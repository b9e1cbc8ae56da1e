//! Handlers for `/places` endpoints — named geofenced circles.
//!
//! | Method | Path | Notes |
//! |--------|------|-------|
//! | `GET`  | `/places?family_group_id=` | |
//! | `POST` | `/places` | 422 on validation failure, before any write |
//! | `DELETE` | `/places/:id` | 204 |

use axum::{
  Json,
  extract::{Path, Query, State},
  http::StatusCode,
  response::IntoResponse,
};
use haven_core::{
  place::{NewPlace, Place},
  store::SafetyStore,
};
use serde::Deserialize;
use uuid::Uuid;

use crate::{AppState, error::ApiError};

#[derive(Debug, Deserialize)]
pub struct ListParams {
  pub family_group_id: Uuid,
}

/// `GET /places?family_group_id=<uuid>`
pub async fn list<S>(
  State(state): State<AppState<S>>,
  Query(params): Query<ListParams>,
) -> Result<Json<Vec<Place>>, ApiError>
where
  S: SafetyStore,
  S::Error: std::error::Error + Send + Sync + 'static,
{
  let places = state
    .store
    .places_by_family(params.family_group_id)
    .await
    .map_err(ApiError::from_store)?;
  Ok(Json(places))
}

#[derive(Debug, Deserialize)]
pub struct CreateBody {
  pub family_group_id: Uuid,
  pub name:            String,
  pub latitude:        f64,
  pub longitude:       f64,
  pub radius_m:        f64,
  pub created_by:      Uuid,
}

/// `POST /places`
pub async fn create<S>(
  State(state): State<AppState<S>>,
  Json(body): Json<CreateBody>,
) -> Result<impl IntoResponse, ApiError>
where
  S: SafetyStore,
  S::Error: std::error::Error + Send + Sync + 'static,
{
  let place = state
    .store
    .create_place(NewPlace {
      family_group_id: body.family_group_id,
      name:            body.name,
      latitude:        body.latitude,
      longitude:       body.longitude,
      radius_m:        body.radius_m,
      created_by:      body.created_by,
    })
    .await
    .map_err(ApiError::from_store)?;
  Ok((StatusCode::CREATED, Json(place)))
}

/// `DELETE /places/:id`
pub async fn delete_one<S>(
  State(state): State<AppState<S>>,
  Path(id): Path<Uuid>,
) -> Result<StatusCode, ApiError>
where
  S: SafetyStore,
  S::Error: std::error::Error + Send + Sync + 'static,
{
  state.store.delete_place(id).await.map_err(ApiError::from_store)?;
  Ok(StatusCode::NO_CONTENT)
}
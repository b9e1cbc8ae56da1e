//! Error type for `haven-sla`.

use thiserror::Error;
use uuid::Uuid;

#[derive(Debug, Error)]
pub enum Error {
  #[error("interaction not found: {0}")]
  InteractionNotFound(Uuid),

  #[error("store error: {0}")]
  Store(#[source] Box<dyn std::error::Error + Send + Sync>),
}

pub type Result<T, E = Error> = std::result::Result<T, E>;
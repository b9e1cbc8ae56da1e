//! Device-side source traits: geolocation and battery.
//!
//! Platform integrations implement these; the tracker only sees positions.

use std::{future::Future, time::Duration};

use thiserror::Error;
use tokio::sync::mpsc;

/// A single position fix as reported by the device.
#[derive(Debug, Clone, Copy, PartialEq)]
pub struct Position {
  pub latitude:   f64,
  pub longitude:  f64,
  pub accuracy_m: f64,
  pub heading:    Option<f64>,
  pub speed:      Option<f64>,
}

#[derive(Debug, Clone, Error)]
pub enum GeoError {
  /// The user denied location access. Aborts tracking; no automatic retry.
  #[error("geolocation permission denied")]
  PermissionDenied,

  #[error("timed out waiting for a position fix")]
  Timeout,

  #[error("position unavailable: {0}")]
  Unavailable(String),
}

/// Source of device position fixes.
pub trait Geolocator: Send + Sync + 'static {
  /// One-shot fix, bounded by `timeout`.
  fn current_position(
    &self,
    high_accuracy: bool,
    timeout: Duration,
  ) -> impl Future<Output = Result<Position, GeoError>> + Send + '_;

  /// Continuous watch: the receiver yields one item per device-reported
  /// movement. Dropping the receiver ends the watch.
  fn watch_positions(&self) -> mpsc::Receiver<Result<Position, GeoError>>;
}

/// Best-effort battery level, 0–100. `None` when the platform offers none.
pub trait BatteryProbe: Send + Sync + 'static {
  fn level(&self) -> impl Future<Output = Option<f64>> + Send + '_;
}

/// Probe for platforms without a battery API.
#[derive(Debug, Clone, Copy, Default)]
pub struct NoBattery;

impl BatteryProbe for NoBattery {
  async fn level(&self) -> Option<f64> { None }
}
//! Handlers for `/incidents` endpoints.
//!
//! | Method | Path | Notes |
//! |--------|------|-------|
//! | `GET`  | `/incidents?family_group_id=` | Newest first |
//! | `POST` | `/incidents` | SOS trigger; writes the first sample too |
//! | `GET`  | `/incidents/:id` | 404 if not found |
//! | `POST` | `/incidents/:id/acknowledge` | Duplicate per user suppressed |
//! | `POST` | `/incidents/:id/resolve` | 409 once terminal |
//! | `POST` | `/incidents/:id/cancel` | 409 once terminal |
//! | `GET`  | `/incidents/:id/locations` | Newest first |
//! | `POST` | `/incidents/:id/locations` | 409 once the incident is closed |

use axum::{
  Json,
  extract::{Path, Query, State},
  http::StatusCode,
  response::IntoResponse,
};
use haven_core::{
  incident::{
    Incident, IncidentStatus, LocationSample, NewAcknowledgement, NewIncident,
    NewLocationSample, Priority,
  },
  store::SafetyStore,
};
use serde::{Deserialize, Serialize};
use uuid::Uuid;

use crate::{AppState, error::ApiError};

// ─── List ─────────────────────────────────────────────────────────────────────

#[derive(Debug, Deserialize)]
pub struct ListParams {
  pub family_group_id: Uuid,
}

/// `GET /incidents?family_group_id=<uuid>`
pub async fn list<S>(
  State(state): State<AppState<S>>,
  Query(params): Query<ListParams>,
) -> Result<Json<Vec<Incident>>, ApiError>
where
  S: SafetyStore,
  S::Error: std::error::Error + Send + Sync + 'static,
{
  let incidents = state
    .store
    .incidents_by_family(params.family_group_id)
    .await
    .map_err(ApiError::from_store)?;
  Ok(Json(incidents))
}

// ─── Create ───────────────────────────────────────────────────────────────────

#[derive(Debug, Deserialize)]
pub struct CreateBody {
  pub user_id:         Uuid,
  pub family_group_id: Uuid,
  pub latitude:        f64,
  pub longitude:       f64,
  pub accuracy_m:      f64,
  pub priority:        Option<Priority>,
  pub address:         Option<String>,
  pub metadata:        Option<serde_json::Value>,
}

#[derive(Debug, Serialize)]
pub struct CreatedIncident {
  pub incident:     Incident,
  pub first_sample: LocationSample,
}

/// `POST /incidents` — the SOS trigger. Defaults to `critical` priority.
pub async fn create<S>(
  State(state): State<AppState<S>>,
  Json(body): Json<CreateBody>,
) -> Result<impl IntoResponse, ApiError>
where
  S: SafetyStore,
  S::Error: std::error::Error + Send + Sync + 'static,
{
  let mut input = NewIncident::new(
    body.user_id,
    body.family_group_id,
    body.latitude,
    body.longitude,
    body.accuracy_m,
  );
  if let Some(priority) = body.priority {
    input.priority = priority;
  }
  input.address = body.address;
  if let Some(metadata) = body.metadata {
    input.metadata = metadata;
  }

  let (incident, first_sample) = state
    .store
    .create_incident(input)
    .await
    .map_err(ApiError::from_store)?;
  Ok((StatusCode::CREATED, Json(CreatedIncident { incident, first_sample })))
}

// ─── Get one ──────────────────────────────────────────────────────────────────

/// `GET /incidents/:id`
pub async fn get_one<S>(
  State(state): State<AppState<S>>,
  Path(id): Path<Uuid>,
) -> Result<Json<Incident>, ApiError>
where
  S: SafetyStore,
  S::Error: std::error::Error + Send + Sync + 'static,
{
  let incident = state
    .store
    .incident(id)
    .await
    .map_err(ApiError::from_store)?
    .ok_or_else(|| ApiError::NotFound(format!("incident {id} not found")))?;
  Ok(Json(incident))
}

// ─── Acknowledge ──────────────────────────────────────────────────────────────

#[derive(Debug, Deserialize)]
pub struct AcknowledgeBody {
  pub user_id: Uuid,
  pub message: Option<String>,
}

/// `POST /incidents/:id/acknowledge` — a family member's "seen it".
///
/// A repeat acknowledgement by the same user returns the existing row with
/// `200` instead of appending a duplicate.
pub async fn acknowledge<S>(
  State(state): State<AppState<S>>,
  Path(id): Path<Uuid>,
  Json(body): Json<AcknowledgeBody>,
) -> Result<impl IntoResponse, ApiError>
where
  S: SafetyStore,
  S::Error: std::error::Error + Send + Sync + 'static,
{
  let already = state
    .store
    .has_acknowledged(id, body.user_id)
    .await
    .map_err(ApiError::from_store)?;
  if already {
    let existing = state
      .store
      .acknowledgements(id)
      .await
      .map_err(ApiError::from_store)?
      .into_iter()
      .find(|a| a.user_id == body.user_id)
      .ok_or_else(|| ApiError::NotFound(format!("incident {id} not found")))?;
    return Ok((StatusCode::OK, Json(existing)));
  }

  let ack = state
    .store
    .acknowledge(NewAcknowledgement {
      incident_id: id,
      user_id:     body.user_id,
      message:     body.message,
    })
    .await
    .map_err(ApiError::from_store)?;
  Ok((StatusCode::CREATED, Json(ack)))
}

// ─── Transitions ──────────────────────────────────────────────────────────────

/// `POST /incidents/:id/resolve`
pub async fn resolve<S>(
  State(state): State<AppState<S>>,
  Path(id): Path<Uuid>,
) -> Result<Json<Incident>, ApiError>
where
  S: SafetyStore,
  S::Error: std::error::Error + Send + Sync + 'static,
{
  transition(&state, id, IncidentStatus::Resolved).await.map(Json)
}

/// `POST /incidents/:id/cancel` — false alarm.
pub async fn cancel<S>(
  State(state): State<AppState<S>>,
  Path(id): Path<Uuid>,
) -> Result<Json<Incident>, ApiError>
where
  S: SafetyStore,
  S::Error: std::error::Error + Send + Sync + 'static,
{
  transition(&state, id, IncidentStatus::Canceled).await.map(Json)
}

pub(crate) async fn transition<S>(
  state: &AppState<S>,
  id: Uuid,
  to: IncidentStatus,
) -> Result<Incident, ApiError>
where
  S: SafetyStore,
  S::Error: std::error::Error + Send + Sync + 'static,
{
  state
    .store
    .transition_incident(id, to)
    .await
    .map_err(ApiError::from_store)
}

// ─── Locations ────────────────────────────────────────────────────────────────

/// `GET /incidents/:id/locations` — newest first; the head is the incident's
/// current position.
pub async fn locations<S>(
  State(state): State<AppState<S>>,
  Path(id): Path<Uuid>,
) -> Result<Json<Vec<LocationSample>>, ApiError>
where
  S: SafetyStore,
  S::Error: std::error::Error + Send + Sync + 'static,
{
  let samples =
    state.store.locations(id).await.map_err(ApiError::from_store)?;
  Ok(Json(samples))
}

#[derive(Debug, Deserialize)]
pub struct AppendLocationBody {
  pub latitude:   f64,
  pub longitude:  f64,
  pub accuracy_m: f64,
}

/// `POST /incidents/:id/locations`
pub async fn append_location<S>(
  State(state): State<AppState<S>>,
  Path(id): Path<Uuid>,
  Json(body): Json<AppendLocationBody>,
) -> Result<impl IntoResponse, ApiError>
where
  S: SafetyStore,
  S::Error: std::error::Error + Send + Sync + 'static,
{
  let sample = state
    .store
    .append_location(NewLocationSample {
      incident_id: id,
      latitude:    body.latitude,
      longitude:   body.longitude,
      accuracy_m:  body.accuracy_m,
    })
    .await
    .map_err(ApiError::from_store)?;
  Ok((StatusCode::CREATED, Json(sample)))
}
//! SQL schema for the Haven SQLite store.
//!
//! Executed once at connection startup. Future migrations will be gated on
//! the `PRAGMA user_version` number.

/// Full schema DDL; idempotent thanks to `CREATE ... IF NOT EXISTS`.
pub const SCHEMA: &str = "
PRAGMA journal_mode = WAL;
PRAGMA foreign_keys = ON;

-- One row per SOS trigger. Status only ever moves forward; terminal rows
-- ('resolved', 'canceled') are immutable.
CREATE TABLE IF NOT EXISTS incidents (
    incident_id     TEXT PRIMARY KEY,
    user_id         TEXT NOT NULL,
    family_group_id TEXT NOT NULL,
    status          TEXT NOT NULL,   -- 'active'|'acknowledged'|'resolved'|'canceled'
    priority        TEXT NOT NULL DEFAULT 'critical',
    address         TEXT,            -- reverse-geocoded, optional
    metadata        TEXT NOT NULL DEFAULT 'null',  -- free-form JSON
    created_at      TEXT NOT NULL    -- ISO 8601 UTC
);

-- Append-only location trail scoped to an incident.
-- No UPDATE or DELETE is ever issued against this table.
CREATE TABLE IF NOT EXISTS incident_locations (
    sample_id   TEXT PRIMARY KEY,
    incident_id TEXT NOT NULL REFERENCES incidents(incident_id),
    latitude    REAL NOT NULL,
    longitude   REAL NOT NULL,
    accuracy_m  REAL NOT NULL,
    created_at  TEXT NOT NULL
);

-- Append-only family acknowledgements. Deliberately no UNIQUE on
-- (incident_id, user_id): duplicate acknowledgements are permitted by the
-- data layer and suppressed by callers.
CREATE TABLE IF NOT EXISTS incident_acknowledgements (
    ack_id          TEXT PRIMARY KEY,
    incident_id     TEXT NOT NULL REFERENCES incidents(incident_id),
    user_id         TEXT NOT NULL,
    message         TEXT,
    acknowledged_at TEXT NOT NULL
);

-- Exactly one row per user; overwritten on every position sample.
CREATE TABLE IF NOT EXISTS live_locations (
    user_id         TEXT PRIMARY KEY,
    family_group_id TEXT,
    latitude        REAL NOT NULL,
    longitude       REAL NOT NULL,
    accuracy_m      REAL NOT NULL,
    heading         REAL,
    speed           REAL,
    battery_pct     REAL,
    status          TEXT NOT NULL,   -- 'online'|'idle'|'offline'
    last_seen       TEXT NOT NULL
);

CREATE TABLE IF NOT EXISTS places (
    place_id        TEXT PRIMARY KEY,
    family_group_id TEXT NOT NULL,
    name            TEXT NOT NULL,
    latitude        REAL NOT NULL CHECK (latitude  BETWEEN -90  AND 90),
    longitude       REAL NOT NULL CHECK (longitude BETWEEN -180 AND 180),
    radius_m        REAL NOT NULL CHECK (radius_m  BETWEEN 50   AND 1000),
    created_by      TEXT NOT NULL,
    created_at      TEXT NOT NULL
);

CREATE TABLE IF NOT EXISTS sla_policies (
    policy_id                    TEXT PRIMARY KEY,
    name                         TEXT NOT NULL,
    channel                      TEXT,              -- NULL = no channel filter
    priority                     INTEGER,           -- NULL = no priority filter
    first_response_minutes       INTEGER NOT NULL,
    resolution_minutes           INTEGER NOT NULL,
    escalation_enabled           INTEGER NOT NULL DEFAULT 0,
    escalation_threshold_minutes INTEGER NOT NULL DEFAULT 0,
    escalation_target            TEXT,
    business_hours_only          INTEGER NOT NULL DEFAULT 0,
    active                       INTEGER NOT NULL DEFAULT 1,
    created_at                   TEXT NOT NULL
);

CREATE TABLE IF NOT EXISTS tracked_interactions (
    interaction_id    TEXT PRIMARY KEY,
    channel           TEXT NOT NULL,
    priority          INTEGER NOT NULL,
    subject           TEXT,
    status            TEXT NOT NULL,   -- 'open'|'pending'|'escalated'|'resolved'|'closed'
    assigned_to       TEXT,
    first_response_at TEXT,
    response_due_at   TEXT,
    created_at        TEXT NOT NULL
);

CREATE TABLE IF NOT EXISTS sla_breaches (
    breach_id      TEXT PRIMARY KEY,
    interaction_id TEXT NOT NULL REFERENCES tracked_interactions(interaction_id),
    policy_id      TEXT NOT NULL REFERENCES sla_policies(policy_id),
    kind           TEXT NOT NULL,   -- 'first_response'|'resolution'
    target_minutes INTEGER NOT NULL,
    actual_minutes INTEGER NOT NULL,
    breached_at    TEXT NOT NULL,
    resolved_at    TEXT
);

-- Backstop for the idempotent breach insert: at most one unresolved breach
-- per (interaction, kind) even under racing writers.
CREATE UNIQUE INDEX IF NOT EXISTS sla_breaches_open_idx
    ON sla_breaches(interaction_id, kind) WHERE resolved_at IS NULL;

CREATE INDEX IF NOT EXISTS incidents_family_idx ON incidents(family_group_id);
CREATE INDEX IF NOT EXISTS incidents_status_idx ON incidents(status);
CREATE INDEX IF NOT EXISTS locations_incident_idx
    ON incident_locations(incident_id, created_at);
CREATE INDEX IF NOT EXISTS acks_incident_idx
    ON incident_acknowledgements(incident_id);
CREATE INDEX IF NOT EXISTS live_family_idx ON live_locations(family_group_id);
CREATE INDEX IF NOT EXISTS places_family_idx ON places(family_group_id);
CREATE INDEX IF NOT EXISTS interactions_status_idx
    ON tracked_interactions(status);
CREATE INDEX IF NOT EXISTS interactions_created_idx
    ON tracked_interactions(created_at);
CREATE INDEX IF NOT EXISTS breaches_interaction_idx
    ON sla_breaches(interaction_id);

PRAGMA user_version = 1;
";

—————

What is being asked:
From the entries above, show each line that includes the string "IncidentStatus".

Solution to this task:
    Incident, IncidentStatus, LocationSample, NewAcknowledgement, NewIncident,
  transition(&state, id, IncidentStatus::Resolved).await.map(Json)
  transition(&state, id, IncidentStatus::Canceled).await.map(Json)
  to: IncidentStatus,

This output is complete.